### [PROBLEM DETAILS]
Whenever a line in the entries includes the word "KeyState", copy that line out.

────

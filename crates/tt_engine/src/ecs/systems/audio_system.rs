//! Sound event playback

use super::schedule;
use crate::ecs::components::AudioComponent;
use crate::ecs::{ComponentSet, EntityId, System, SystemContext, SystemPhase};
use crate::engine::EngineError;

/// Plays each audio component's event once, or every tick when repeating
#[derive(Debug, Default)]
pub struct AudioSystem;

impl AudioSystem {
    /// Create the system
    pub const fn new() -> Self {
        Self
    }
}

impl System for AudioSystem {
    fn name(&self) -> &str {
        "AudioSystem"
    }

    fn phase(&self) -> SystemPhase {
        SystemPhase::Update
    }

    fn layer(&self) -> i32 {
        schedule::AUDIO_UPDATE
    }

    fn requirements(&self) -> ComponentSet {
        ComponentSet::new().with::<AudioComponent>()
    }

    fn process(&mut self, entity: EntityId, ctx: &mut SystemContext<'_>) -> Result<(), EngineError> {
        let Some(audio) = ctx.world.get_component_mut::<AudioComponent>(entity) else {
            return Ok(());
        };
        if audio.played && !audio.repeat {
            return Ok(());
        }
        ctx.services.audio.play(&audio.event)?;
        audio.played = true;
        Ok(())
    }
}
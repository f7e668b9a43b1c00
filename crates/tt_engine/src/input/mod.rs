//! Keyboard input seam
//!
//! Input is sampled once per update tick through an [`InputProvider`] and
//! handed to scripts as a [`KeyState`].

pub mod zoomer;

pub use zoomer::ScreenZoomer;

use std::collections::{HashSet, VecDeque};

/// Keys the engine knows about
#[derive(Debug, Clone, Copy, PartialEq, Eq, Hash)]
pub enum Key {
    /// Up arrow
    Up,
    /// Down arrow
    Down,
    /// Left arrow
    Left,
    /// Right arrow
    Right,
    /// Space key
    Space,
    /// Enter key
    Enter,
    /// Escape key
    Escape,
    /// Page up
    PageUp,
    /// Page down
    PageDown,
}

/// Keys held down at one sample
#[derive(Debug, Clone, Default, PartialEq, Eq)]
pub struct KeyState {
    down: HashSet<Key>,
}

impl KeyState {
    /// State with the given keys held
    pub fn with_keys(keys: impl IntoIterator<Item = Key>) -> Self {
        Self {
            down: keys.into_iter().collect(),
        }
    }

    /// Whether `key` is held
    pub fn is_down(&self, key: Key) -> bool {
        self.down.contains(&key)
    }

    /// Mark `key` as held or released
    pub fn set(&mut self, key: Key, down: bool) {
        if down {
            self.down.insert(key);
        } else {
            self.down.remove(&key);
        }
    }
}

/// Source of keyboard state
pub trait InputProvider {
    /// Sample the keyboard
    fn poll(&mut self) -> KeyState;
}

/// Input replaying a fixed sequence of samples, then reporting no keys
#[derive(Debug, Clone, Default)]
pub struct ScriptedInput {
    samples: VecDeque<KeyState>,
}

impl ScriptedInput {
    /// Input without any key presses
    pub fn new() -> Self {
        Self::default()
    }

    /// Queue samples to be returned by successive polls
    pub fn with_samples(samples: impl IntoIterator<Item = KeyState>) -> Self {
        Self {
            samples: samples.into_iter().collect(),
        }
    }

    /// Queue one more sample
    pub fn push(&mut self, sample: KeyState) {
        self.samples.push_back(sample);
    }
}

impl InputProvider for ScriptedInput {
    fn poll(&mut self) -> KeyState {
        self.samples.pop_front().unwrap_or_default()
    }
}
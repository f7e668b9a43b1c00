//! ECS World implementation
//!
//! The world maps entity ids to a type-indexed set of components. Each
//! component type gets its own column (`SecondaryMap` keyed by entity), so a
//! lookup is one hash of the `TypeId` plus a slot access.

use std::any::{Any, TypeId};
use std::collections::HashMap;

use slotmap::{SecondaryMap, SlotMap};

use super::components::{CollisionStateComponent, PositionComponent, ScaleComponent, ScreenComponent, SpriteComponent};
use super::entity::EntityMeta;
use super::{Component, ComponentSet, EcsError, EntityId};
use crate::events::{CollisionEvent, EventQueue};
use crate::foundation::math::Vec3;

/// Parent chains longer than this are treated as cyclic and cut off
const MAX_PARENT_DEPTH: usize = 64;

/// Type-erased access to a component column
trait ComponentColumn: Any + Send + Sync {
    fn contains(&self, entity: EntityId) -> bool;
    fn remove_boxed(&mut self, entity: EntityId) -> Option<Box<dyn Component>>;
    fn as_any(&self) -> &dyn Any;
    fn as_any_mut(&mut self) -> &mut dyn Any;
}

struct Column<T: Component>(SecondaryMap<EntityId, T>);

impl<T: Component> ComponentColumn for Column<T> {
    fn contains(&self, entity: EntityId) -> bool {
        self.0.contains_key(entity)
    }

    fn remove_boxed(&mut self, entity: EntityId) -> Option<Box<dyn Component>> {
        self.0.remove(entity).map(|c| Box::new(c) as Box<dyn Component>)
    }

    fn as_any(&self) -> &dyn Any {
        self
    }

    fn as_any_mut(&mut self) -> &mut dyn Any {
        self
    }
}

/// ECS World containing all entities and components of one simulation
pub struct World {
    entities: SlotMap<EntityId, EntityMeta>,
    columns: HashMap<TypeId, Box<dyn ComponentColumn>>,
    next_serial: u64,
    active_screen: Option<EntityId>,
    collision_events: EventQueue<CollisionEvent>,
    pending_destroy: Vec<EntityId>,
}

impl World {
    /// Create a new world
    pub fn new() -> Self {
        Self {
            entities: SlotMap::with_key(),
            columns: HashMap::new(),
            next_serial: 0,
            active_screen: None,
            collision_events: EventQueue::new(),
            pending_destroy: Vec::new(),
        }
    }

    /// Create a new entity without components
    pub fn create_entity(&mut self) -> EntityId {
        let serial = self.next_serial;
        self.next_serial += 1;
        let entity = self.entities.insert(EntityMeta { serial, active: true });
        log::debug!("Created entity {entity:?}");
        entity
    }

    /// Whether the entity exists
    pub fn is_alive(&self, entity: EntityId) -> bool {
        self.entities.contains_key(entity)
    }

    /// Number of live entities
    pub fn entity_count(&self) -> usize {
        self.entities.len()
    }

    /// Whether the entity is active; dead entities are never active
    pub fn is_active(&self, entity: EntityId) -> bool {
        self.entities.get(entity).is_some_and(|meta| meta.active)
    }

    /// Activate or deactivate an entity
    pub fn set_active(&mut self, entity: EntityId, active: bool) -> Result<(), EcsError> {
        let meta = self.entities.get_mut(entity).ok_or(EcsError::NoSuchEntity(entity))?;
        meta.active = active;
        Ok(())
    }

    /// Add a component to an entity
    ///
    /// Fails with [`EcsError::DuplicateComponent`] if the entity already has
    /// a component of this type; use [`World::replace_component`] to swap one.
    pub fn add_component<T: Component>(&mut self, entity: EntityId, mut component: T) -> Result<(), EcsError> {
        if !self.is_alive(entity) {
            return Err(EcsError::NoSuchEntity(entity));
        }
        if self.has_component::<T>(entity) {
            return Err(EcsError::DuplicateComponent {
                entity,
                component: std::any::type_name::<T>(),
            });
        }

        component.on_attach(entity, self);
        if !self.is_alive(entity) {
            return Err(EcsError::NoSuchEntity(entity));
        }
        self.insert_raw(entity, component);
        Ok(())
    }

    /// Replace a component, returning the previous one if there was any
    pub fn replace_component<T: Component>(&mut self, entity: EntityId, component: T) -> Result<Option<T>, EcsError> {
        if !self.is_alive(entity) {
            return Err(EcsError::NoSuchEntity(entity));
        }
        let previous = self.remove_component::<T>(entity);
        self.add_component(entity, component)?;
        Ok(previous)
    }

    /// Get the component, inserting a default one first if it is missing
    pub fn ensure_component<T: Component + Default>(&mut self, entity: EntityId) -> Result<&mut T, EcsError> {
        if !self.has_component::<T>(entity) {
            self.add_component(entity, T::default())?;
        }
        self.get_component_mut::<T>(entity).ok_or(EcsError::MissingComponent {
            entity,
            component: std::any::type_name::<T>(),
        })
    }

    /// Get a component from an entity
    pub fn get_component<T: Component>(&self, entity: EntityId) -> Option<&T> {
        self.column::<T>()?.get(entity)
    }

    /// Get a mutable component from an entity
    pub fn get_component_mut<T: Component>(&mut self, entity: EntityId) -> Option<&mut T> {
        self.column_mut::<T>()?.get_mut(entity)
    }

    /// Whether the entity has a component of this type
    pub fn has_component<T: Component>(&self, entity: EntityId) -> bool {
        self.column::<T>().is_some_and(|column| column.contains_key(entity))
    }

    /// Whether the entity is alive and holds every component in `set`
    pub fn has_all(&self, entity: EntityId, set: &ComponentSet) -> bool {
        self.is_alive(entity)
            && set
                .type_ids()
                .all(|type_id| self.columns.get(&type_id).is_some_and(|column| column.contains(entity)))
    }

    /// Remove a component from an entity, running its detach hook
    pub fn remove_component<T: Component>(&mut self, entity: EntityId) -> Option<T> {
        let mut component = self.column_mut::<T>()?.remove(entity)?;
        component.on_detach(entity, self);
        Some(component)
    }

    /// Destroy an entity and all of its components
    ///
    /// Detach hooks run for every component, which deregisters the entity
    /// from collision registries. Other entities' collision state forgets it.
    pub fn destroy_entity(&mut self, entity: EntityId) -> Result<(), EcsError> {
        if self.entities.remove(entity).is_none() {
            return Err(EcsError::NoSuchEntity(entity));
        }

        let mut attached: Vec<TypeId> = self
            .columns
            .iter()
            .filter(|(_, column)| column.contains(entity))
            .map(|(type_id, _)| *type_id)
            .collect();
        attached.sort_unstable();

        for type_id in attached {
            let removed = self.columns.get_mut(&type_id).and_then(|column| column.remove_boxed(entity));
            if let Some(mut component) = removed {
                component.on_detach(entity, self);
            }
        }

        for (_, state) in self.iter_mut::<CollisionStateComponent>() {
            state.forget(entity);
        }
        self.pending_destroy.retain(|pending| *pending != entity);
        if self.active_screen == Some(entity) {
            self.active_screen = None;
        }

        log::debug!("Destroyed entity {entity:?}");
        Ok(())
    }

    /// Ask for an entity to be destroyed once the running system finishes
    ///
    /// Safe to call from inside a system or script for any entity, including
    /// the one being processed.
    pub fn request_destroy(&mut self, entity: EntityId) {
        if self.is_alive(entity) && !self.pending_destroy.contains(&entity) {
            self.pending_destroy.push(entity);
        }
    }

    /// Apply deferred destroy requests, returning how many entities were destroyed
    pub fn flush_destroyed(&mut self) -> usize {
        let pending = std::mem::take(&mut self.pending_destroy);
        pending
            .into_iter()
            .filter(|entity| self.destroy_entity(*entity).is_ok())
            .count()
    }

    /// Live entities holding every component in `set`, in creation order
    pub fn entities_with(&self, set: &ComponentSet) -> Vec<EntityId> {
        let mut found: Vec<(u64, EntityId)> = self
            .entities
            .iter()
            .filter(|(entity, _)| self.has_all(*entity, set))
            .map(|(entity, meta)| (meta.serial, entity))
            .collect();
        found.sort_unstable_by_key(|(serial, _)| *serial);
        found.into_iter().map(|(_, entity)| entity).collect()
    }

    /// Iterate over all components of one type
    pub fn iter<T: Component>(&self) -> impl Iterator<Item = (EntityId, &T)> {
        self.column::<T>().into_iter().flat_map(SecondaryMap::iter)
    }

    /// Iterate mutably over all components of one type
    pub fn iter_mut<T: Component>(&mut self) -> impl Iterator<Item = (EntityId, &mut T)> {
        self.column_mut::<T>().into_iter().flat_map(SecondaryMap::iter_mut)
    }

    /// Turn collision checks on or off for an entity with a sprite
    ///
    /// Enabling registers the entity with its sprite's screen (or the active
    /// screen if the sprite names none); disabling deregisters it.
    pub fn set_checks_collisions(&mut self, entity: EntityId, enabled: bool) -> Result<(), EcsError> {
        let sprite = self.get_component::<SpriteComponent>(entity).ok_or(EcsError::MissingComponent {
            entity,
            component: std::any::type_name::<SpriteComponent>(),
        })?;
        if sprite.checks_collisions() == enabled {
            return Ok(());
        }

        if enabled {
            let screen = sprite
                .screen()
                .or(self.active_screen)
                .ok_or(EcsError::NoScreen { entity })?;
            let registry = self.get_component_mut::<ScreenComponent>(screen).ok_or(EcsError::MissingComponent {
                entity: screen,
                component: std::any::type_name::<ScreenComponent>(),
            })?;
            registry.register_collider(entity);
            if let Some(sprite) = self.get_component_mut::<SpriteComponent>(entity) {
                sprite.mark_registered(screen);
            }
            self.ensure_component::<CollisionStateComponent>(entity)?;
        } else {
            if let Some(screen) = sprite.screen() {
                if let Some(registry) = self.get_component_mut::<ScreenComponent>(screen) {
                    registry.unregister_collider(entity);
                }
            }
            if let Some(sprite) = self.get_component_mut::<SpriteComponent>(entity) {
                sprite.mark_unregistered();
            }
            if let Some(state) = self.get_component_mut::<CollisionStateComponent>(entity) {
                state.reset();
            }
        }
        Ok(())
    }

    /// Absolute position: the sum of positions along the parent chain
    pub fn absolute_position(&self, entity: EntityId) -> Option<Vec3> {
        let mut position = self.get_component::<PositionComponent>(entity)?;
        let mut absolute = position.position;
        for _ in 0..MAX_PARENT_DEPTH {
            let Some(parent) = position.parent.and_then(|p| self.get_component::<PositionComponent>(p)) else {
                break;
            };
            absolute += parent.position;
            position = parent;
        }
        Some(absolute)
    }

    /// Cumulative scale: the product of scales along the parent chain
    ///
    /// Entities without a scale component count as scale 1.
    #[allow(clippy::cast_possible_truncation)]
    pub fn absolute_scale(&self, entity: EntityId) -> f32 {
        let mut scale = 1.0_f64;
        let mut current = Some(entity);
        for _ in 0..MAX_PARENT_DEPTH {
            let Some(node) = current else { break };
            if let Some(s) = self.get_component::<ScaleComponent>(node) {
                scale *= s.scale;
            }
            current = self.get_component::<PositionComponent>(node).and_then(|p| p.parent);
        }
        scale as f32
    }

    /// The screen drawing falls back to when an entity names none
    pub const fn active_screen(&self) -> Option<EntityId> {
        self.active_screen
    }

    /// Set the screen drawing falls back to
    pub fn set_active_screen(&mut self, screen: Option<EntityId>) {
        self.active_screen = screen;
    }

    /// Collision notifications raised during update ticks
    pub fn collision_events(&self) -> &EventQueue<CollisionEvent> {
        &self.collision_events
    }

    /// Mutable access to the collision notification queue
    pub fn collision_events_mut(&mut self) -> &mut EventQueue<CollisionEvent> {
        &mut self.collision_events
    }

    /// Get an iterator over all entities
    pub fn entities(&self) -> impl Iterator<Item = EntityId> + '_ {
        self.entities.keys()
    }

    fn column<T: Component>(&self) -> Option<&SecondaryMap<EntityId, T>> {
        self.columns
            .get(&TypeId::of::<T>())?
            .as_any()
            .downcast_ref::<Column<T>>()
            .map(|column| &column.0)
    }

    fn column_mut<T: Component>(&mut self) -> Option<&mut SecondaryMap<EntityId, T>> {
        self.columns
            .get_mut(&TypeId::of::<T>())?
            .as_any_mut()
            .downcast_mut::<Column<T>>()
            .map(|column| &mut column.0)
    }

    fn insert_raw<T: Component>(&mut self, entity: EntityId, component: T) {
        let column = self
            .columns
            .entry(TypeId::of::<T>())
            .or_insert_with(|| Box::new(Column::<T>(SecondaryMap::new())));
        match column.as_any_mut().downcast_mut::<Column<T>>() {
            Some(column) => {
                column.0.insert(entity, component);
            }
            None => unreachable!("component column stored under a foreign TypeId"),
        }
    }
}

impl Default for World {
    fn default() -> Self {
        Self::new()
    }
}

────

### [REPLY TO THE EXERCISE]
//! handed to scripts as a [`KeyState`].
pub struct KeyState {
impl KeyState {
    fn poll(&mut self) -> KeyState;
    samples: VecDeque<KeyState>,
    pub fn with_samples(samples: impl IntoIterator<Item = KeyState>) -> Self {
    pub fn push(&mut self, sample: KeyState) {
    fn poll(&mut self) -> KeyState {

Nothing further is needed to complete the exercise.